Two days before the break, eighteen black players boycott the team banquet at the Field House; four freshmen attend, and four others are excused. “This is just a football thing,” one boycotter says, “not a general protest against the University administration.”
The next day, white linebacker Ken Criter, the team’s MVP, says racial tension is “definitely part” of the reason the Badgers have lost their last fifteen games, with an 0–19–1 record in the two years since Coach Milt Bruhn was forced out and Coatta hired. Another white defensive player, Tom McCauley, says, “There are guys who should have been kicked off the team” but “were not because they are black. They are the ones who discriminated against us.”
On December 3, athletic director Ivan Williamson and the Athletic Board hold a lengthy closed- door session with the black players, whose complaints are largely about disrespect rather than overt racial discrimination.
The next day, about forty white players— almost all the whites on the team— meet with the Athletic Board to share their perspective. They agree with some of the black players’ concerns but are “strongly supportive” of the coaching staff.
Double- barreled bad news is delivered on Thursday the fifth at a special joint meeting of the regents and the Athletic Board. First, news is shared of the quarter-million-dollar deficit the winless football team has caused the Athletic Department. Then comes the stunning race-related resignation by popular assistant coach Gene Felker, star end for the 1951 Big Ten champion Badgers, to protest the administration’s “policies of handling the student unrest on this campus as well as the handling of the Football situation.” The onetime Green Bay Packer blasts the “frightened administrators who will not take a firm stand but would rather try to appease the minority groups on this campus,” and says that Black players “committed treason against the coaching staff [and] the ring leaders must be fired”
“White coaches have not had an equal opportunity at this institution to succeed,”Felker charges in a lengthy statement to the boards, reminding them that black assistant coach Les Ritcherson has a five- year employment agreement from President Harrington, while Coatta has a three- year contract and all his other assistants have only one- year guarantees.

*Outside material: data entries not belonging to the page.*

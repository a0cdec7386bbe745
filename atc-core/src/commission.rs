//! Commission calculation
//!
//! Pure and deterministic: the same terms and gross always give the same split.
//! Intermediate values keep full precision; rounding happens exactly once, at
//! the end, with banker's rounding to the currency's minor unit.

use crate::types::{CommissionKind, CommissionTerms, CommissionTier};
use crate::{Error, Result};
use rust_decimal::{Decimal, RoundingStrategy};
use serde::{Deserialize, Serialize};

/// How a gross amount splits between grantee and grantor
#[derive(Debug, Clone, Copy, PartialEq, Eq, Serialize, Deserialize)]
pub struct CommissionSplit {
    /// Kept by the grantee
    pub commission: Decimal,
    /// Owed to the grantor
    pub net: Decimal,
    /// Commission was capped at gross
    pub capped_at_gross: bool,
}

/// Commission calculator for one currency
#[derive(Debug, Clone, Copy)]
pub struct CommissionCalculator {
    minor_units: u32,
}

impl CommissionCalculator {
    /// Calculator rounding to `minor_units` decimal places
    pub fn new(minor_units: u32) -> Self {
        Self { minor_units }
    }

    /// Split `gross` according to `terms`
    pub fn calculate(&self, terms: &CommissionTerms, gross: Decimal) -> Result<CommissionSplit> {
        if gross.is_sign_negative() {
            return Err(Error::Validation(format!(
                "gross amount must not be negative, got {}",
                gross
            )));
        }

        let hundred = Decimal::ONE_HUNDRED;
        let mut raw = match terms.kind {
            CommissionKind::Percentage => gross * terms.rate / hundred,
            CommissionKind::Flat => terms.flat_amount,
            CommissionKind::Tiered => {
                let tier = select_tier(&terms.tiers, gross)?;
                gross * tier.rate / hundred
            }
            CommissionKind::Hybrid => terms.flat_amount + gross * terms.rate / hundred,
        };

        if let Some(min) = terms.min_commission {
            raw = raw.max(min);
        }
        if let Some(max) = terms.max_commission {
            raw = raw.min(max);
        }

        let capped_at_gross = raw > gross;
        if capped_at_gross {
            tracing::warn!(
                commission = %raw,
                gross = %gross,
                kind = ?terms.kind,
                "Commission exceeds gross, capping"
            );
            raw = gross;
        }

        let commission =
            raw.round_dp_with_strategy(self.minor_units, RoundingStrategy::MidpointNearestEven);

        Ok(CommissionSplit {
            commission,
            net: gross - commission,
            capped_at_gross,
        })
    }
}

/// First tier whose bounds contain `gross`
pub fn select_tier(tiers: &[CommissionTier], gross: Decimal) -> Result<&CommissionTier> {
    tiers
        .iter()
        .find(|t| t.contains(gross))
        .ok_or_else(|| Error::NoMatchingTier(gross.to_string()))
}

/// Check commission terms at grant creation
pub fn validate_terms(terms: &CommissionTerms) -> Result<()> {
    let invalid = |msg: String| Err(Error::Validation(msg));

    let rate_ok = |r: Decimal| r >= Decimal::ZERO && r <= Decimal::ONE_HUNDRED;
    if !rate_ok(terms.rate) {
        return invalid(format!("commission rate must be 0-100, got {}", terms.rate));
    }
    if terms.flat_amount.is_sign_negative() {
        return invalid(format!(
            "flat commission must not be negative, got {}",
            terms.flat_amount
        ));
    }
    if terms.min_commission.is_some_and(|m| m.is_sign_negative())
        || terms.max_commission.is_some_and(|m| m.is_sign_negative())
    {
        return invalid("commission bounds must not be negative".to_string());
    }
    if let (Some(min), Some(max)) = (terms.min_commission, terms.max_commission) {
        if min > max {
            return invalid(format!("min commission {} exceeds max {}", min, max));
        }
    }

    if terms.kind == CommissionKind::Tiered {
        validate_tiers(&terms.tiers)?;
    }
    Ok(())
}

fn validate_tiers(tiers: &[CommissionTier]) -> Result<()> {
    if tiers.is_empty() {
        return Err(Error::Validation(
            "tiered commission needs at least one tier".to_string(),
        ));
    }

    for (i, tier) in tiers.iter().enumerate() {
        if tier.rate < Decimal::ZERO || tier.rate > Decimal::ONE_HUNDRED {
            return Err(Error::Validation(format!(
                "tier {} rate must be 0-100, got {}",
                i, tier.rate
            )));
        }
        if tier.min_amount.is_sign_negative() {
            return Err(Error::Validation(format!("tier {} has a negative minimum", i)));
        }

        let is_last = i + 1 == tiers.len();
        match (tier.max_amount, is_last) {
            (None, false) => {
                return Err(Error::Validation(format!(
                    "only the last tier may be open-ended (tier {})",
                    i
                )));
            }
            (Some(max), _) if max <= tier.min_amount => {
                return Err(Error::Validation(format!(
                    "tier {} max {} must exceed min {}",
                    i, max, tier.min_amount
                )));
            }
            (Some(max), false) => {
                let next = &tiers[i + 1];
                if next.min_amount != max {
                    return Err(Error::Validation(format!(
                        "tiers must be contiguous: tier {} ends at {} but tier {} starts at {}",
                        i,
                        max,
                        i + 1,
                        next.min_amount
                    )));
                }
            }
            _ => {}
        }
    }
    Ok(())
}
//! Fixtures shared by unit tests

use atc_core::config::GrantPolicy;
use atc_core::ledger::{GrantSelector, RecordCollectionRequest};
use atc_core::types::*;
use atc_core::{
    AtcStore, CollectionLedger, CreateGrantRequest, EventBus, GrantRegistry, MemoryStore, Metrics,
};
use chrono::{Duration, Utc};
use rust_decimal::Decimal;
use std::sync::Arc;

pub(crate) struct Fixture {
    pub store: Arc<dyn AtcStore>,
    pub events: EventBus,
    pub metrics: Metrics,
    pub registry: Arc<GrantRegistry>,
    pub ledger: CollectionLedger,
    pub root: PartyId,
}

impl Fixture {
    pub fn new() -> Self {
        let store: Arc<dyn AtcStore> = Arc::new(MemoryStore::new());
        let events = EventBus::new(256);
        let metrics = Metrics::new().unwrap();
        let root = PartyId::random();
        let registry = Arc::new(GrantRegistry::new(
            store.clone(),
            GrantPolicy {
                root_authorities: vec![root],
                ..Default::default()
            },
            Currency::KES,
            events.clone(),
            metrics.clone(),
        ));
        let ledger = CollectionLedger::new(
            store.clone(),
            registry.clone(),
            Currency::KES,
            events.clone(),
            metrics.clone(),
        );
        Self {
            store,
            events,
            metrics,
            registry,
            ledger,
            root,
        }
    }

    pub fn grant_with_delay(&self, delay_days: u32) -> AtcGrant {
        self.grant(SettlementFrequency::Daily, 0, delay_days)
    }

    pub fn grant(
        &self,
        frequency: SettlementFrequency,
        settlement_day: u32,
        delay_days: u32,
    ) -> AtcGrant {
        let now = Utc::now();
        let req = CreateGrantRequest {
            grantor_id: self.root,
            grantor_type: PartyType::Manufacturer,
            grantor_name: "Acme Foods".into(),
            grantee_id: PartyId::random(),
            grantee_type: PartyType::Distributor,
            grantee_name: "Rift Distributors".into(),
            scope: GrantScope::AllProducts,
            methods: MethodFilter::All,
            max_per_transaction: None,
            cumulative_limit: None,
            commission: CommissionTerms::percentage(Decimal::from(5)),
            settlement: SettlementTerms {
                frequency,
                delay_days,
                settlement_day,
                account: SettlementAccount::bank("01", "0011223344", "Acme Foods"),
            },
            effective_from: now - Duration::days(30),
            effective_to: None,
            parent_grant_id: None,
            terms_document_url: None,
        };
        let grant = self.registry.create(req, now).unwrap();
        self.registry.submit(grant.id, now).unwrap();
        self.registry.approve(grant.id, self.root, now).unwrap()
    }

    pub fn collect(&self, grant: &AtcGrant, amount: i64) -> AtcCollection {
        self.ledger
            .record_collection(
                RecordCollectionRequest {
                    grant: GrantSelector::Id(grant.id),
                    payer: Payer {
                        id: PartyId::random(),
                        party_type: PartyType::Retailer,
                        name: "Mama Mboga".into(),
                    },
                    amount: Decimal::from(amount),
                    method: CollectionMethod::Cash,
                    order_ref: OrderRef::default(),
                    context: OrderContext::default(),
                    payment_reference: None,
                    collected_by: None,
                    notes: None,
                },
                Utc::now(),
            )
            .unwrap()
    }
}
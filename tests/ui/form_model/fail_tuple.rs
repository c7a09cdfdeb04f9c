use calmform::form::FormModel;

#[derive(FormModel)]
struct TupleForm(String, bool);

fn main() {}
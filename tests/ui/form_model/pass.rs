use calmform::Decimal;
use calmform::form::{FormModel, FormValues};

#[derive(Clone, Debug, PartialEq, calmform::form::FormModel)]
struct DemoForm {
    email: String,
    age: Decimal,
    subscribed: bool,
}

fn main() {
    assert_eq!(DemoForm::field_names(), ["email", "age", "subscribed"]);

    let model = DemoForm {
        email: "a@calm.form".to_string(),
        age: Decimal::from(30),
        subscribed: true,
    };
    let values: FormValues = model.clone().into_values();
    assert_eq!(values.text("email"), Some("a@calm.form"));
    assert_eq!(DemoForm::from_values(&values), Ok(model));
}
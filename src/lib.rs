extern crate self as calmform;

pub mod form;
pub mod prelude;
pub mod scroll;

pub use form::{FormController, FormOptions};
pub use rust_decimal::Decimal;
use std::borrow::Borrow;
use std::fmt::{Display, Formatter};
use std::sync::Arc;

use indexmap::IndexMap;
use rust_decimal::Decimal;

#[derive(Clone, Debug, Eq, PartialEq, Ord, PartialOrd, Hash)]
pub struct FieldKey(Arc<str>);

impl FieldKey {
    pub fn new(value: impl Into<Arc<str>>) -> Self {
        Self(value.into())
    }

    pub fn as_str(&self) -> &str {
        &self.0
    }
}

impl Display for FieldKey {
    fn fmt(&self, f: &mut Formatter<'_>) -> std::fmt::Result {
        f.write_str(&self.0)
    }
}

impl Borrow<str> for FieldKey {
    fn borrow(&self) -> &str {
        &self.0
    }
}

impl From<&str> for FieldKey {
    fn from(value: &str) -> Self {
        Self::new(value)
    }
}

impl From<String> for FieldKey {
    fn from(value: String) -> Self {
        Self::new(value)
    }
}

impl From<&FieldKey> for FieldKey {
    fn from(value: &FieldKey) -> Self {
        value.clone()
    }
}

impl PartialEq<str> for FieldKey {
    fn eq(&self, other: &str) -> bool {
        self.as_str() == other
    }
}

impl PartialEq<&str> for FieldKey {
    fn eq(&self, other: &&str) -> bool {
        self.as_str() == *other
    }
}

/// A value produced by a form input.
#[derive(Clone, Debug, Eq, PartialEq)]
pub enum FieldValue {
    Text(String),
    Number(Decimal),
    Bool(bool),
    Choices(Vec<String>),
}

impl FieldValue {
    /// Blank text and empty choice lists are empty; numbers and flags never are.
    pub fn is_empty(&self) -> bool {
        match self {
            FieldValue::Text(text) => text.trim().is_empty(),
            FieldValue::Choices(choices) => choices.is_empty(),
            FieldValue::Number(_) | FieldValue::Bool(_) => false,
        }
    }

    pub fn as_text(&self) -> Option<&str> {
        match self {
            FieldValue::Text(text) => Some(text),
            _ => None,
        }
    }

    pub fn as_number(&self) -> Option<Decimal> {
        match self {
            FieldValue::Number(number) => Some(*number),
            _ => None,
        }
    }

    pub fn as_bool(&self) -> Option<bool> {
        match self {
            FieldValue::Bool(flag) => Some(*flag),
            _ => None,
        }
    }

    pub fn as_choices(&self) -> Option<&[String]> {
        match self {
            FieldValue::Choices(choices) => Some(choices),
            _ => None,
        }
    }
}

impl Default for FieldValue {
    fn default() -> Self {
        FieldValue::Text(String::new())
    }
}

impl From<&str> for FieldValue {
    fn from(value: &str) -> Self {
        FieldValue::Text(value.to_string())
    }
}

impl From<String> for FieldValue {
    fn from(value: String) -> Self {
        FieldValue::Text(value)
    }
}

impl From<Decimal> for FieldValue {
    fn from(value: Decimal) -> Self {
        FieldValue::Number(value)
    }
}

impl From<bool> for FieldValue {
    fn from(value: bool) -> Self {
        FieldValue::Bool(value)
    }
}

impl From<Vec<String>> for FieldValue {
    fn from(value: Vec<String>) -> Self {
        FieldValue::Choices(value)
    }
}

/// Field values in declaration order.
#[derive(Clone, Debug, Default)]
pub struct FormValues {
    entries: IndexMap<FieldKey, FieldValue>,
}

impl FormValues {
    pub fn new() -> Self {
        Self::default()
    }

    pub fn with(mut self, key: impl Into<FieldKey>, value: impl Into<FieldValue>) -> Self {
        self.insert(key, value);
        self
    }

    /// Overwrites in place when the key exists, keeping its position.
    pub fn insert(
        &mut self,
        key: impl Into<FieldKey>,
        value: impl Into<FieldValue>,
    ) -> Option<FieldValue> {
        self.entries.insert(key.into(), value.into())
    }

    pub fn get(&self, key: &str) -> Option<&FieldValue> {
        self.entries.get(key)
    }

    pub fn text(&self, key: &str) -> Option<&str> {
        self.get(key).and_then(FieldValue::as_text)
    }

    pub fn contains(&self, key: &str) -> bool {
        self.entries.contains_key(key)
    }

    pub fn keys(&self) -> impl Iterator<Item = &FieldKey> {
        self.entries.keys()
    }

    pub fn iter(&self) -> impl Iterator<Item = (&FieldKey, &FieldValue)> {
        self.entries.iter()
    }

    pub fn len(&self) -> usize {
        self.entries.len()
    }

    pub fn is_empty(&self) -> bool {
        self.entries.is_empty()
    }
}

impl PartialEq for FormValues {
    fn eq(&self, other: &Self) -> bool {
        self.entries.len() == other.entries.len() && self.entries.iter().eq(other.entries.iter())
    }
}

impl Eq for FormValues {}

impl<K, V> FromIterator<(K, V)> for FormValues
where
    K: Into<FieldKey>,
    V: Into<FieldValue>,
{
    fn from_iter<I: IntoIterator<Item = (K, V)>>(iter: I) -> Self {
        let mut values = FormValues::new();
        for (key, value) in iter {
            values.insert(key, value);
        }
        values
    }
}

/// Per-field error messages. Every declared field has an entry; `None` means no error.
#[derive(Clone, Debug, Default)]
pub struct FieldErrors {
    entries: IndexMap<FieldKey, Option<String>>,
}

impl FieldErrors {
    pub fn for_fields<'a>(keys: impl IntoIterator<Item = &'a FieldKey>) -> Self {
        Self {
            entries: keys.into_iter().map(|key| (key.clone(), None)).collect(),
        }
    }

    pub fn message(&self, key: &str) -> Option<&str> {
        self.entries.get(key).and_then(|message| message.as_deref())
    }

    pub fn has_error(&self, key: &str) -> bool {
        self.message(key).is_some()
    }

    pub fn contains(&self, key: &str) -> bool {
        self.entries.contains_key(key)
    }

    /// Fields currently holding a message, in declaration order.
    pub fn iter(&self) -> impl Iterator<Item = (&FieldKey, &str)> {
        self.entries
            .iter()
            .filter_map(|(key, message)| message.as_deref().map(|message| (key, message)))
    }

    pub fn keys(&self) -> impl Iterator<Item = &FieldKey> {
        self.entries.keys()
    }

    pub fn is_empty(&self) -> bool {
        self.entries.values().all(Option::is_none)
    }

    pub(crate) fn set(&mut self, key: &FieldKey, message: Option<String>) {
        self.entries.insert(key.clone(), message);
    }

    pub(crate) fn ensure(&mut self, key: &FieldKey) {
        self.entries.entry(key.clone()).or_insert(None);
    }
}

impl PartialEq for FieldErrors {
    fn eq(&self, other: &Self) -> bool {
        self.entries.len() == other.entries.len() && self.entries.iter().eq(other.entries.iter())
    }
}

impl Eq for FieldErrors {}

On December 6, the regents call Coatta in and pledge their “complete cooperation” in helping him return the Badgers to being “competitive in Big 10 football.” He’s got one year left on his contract to do so.
And just as that’s going on, Mrs. Ruth B Doyle, who created the special program of financial and tutorial assistance in 1965, and has nurtured it since, loses her job because the Black People’s Alliance insists a white person not run the program.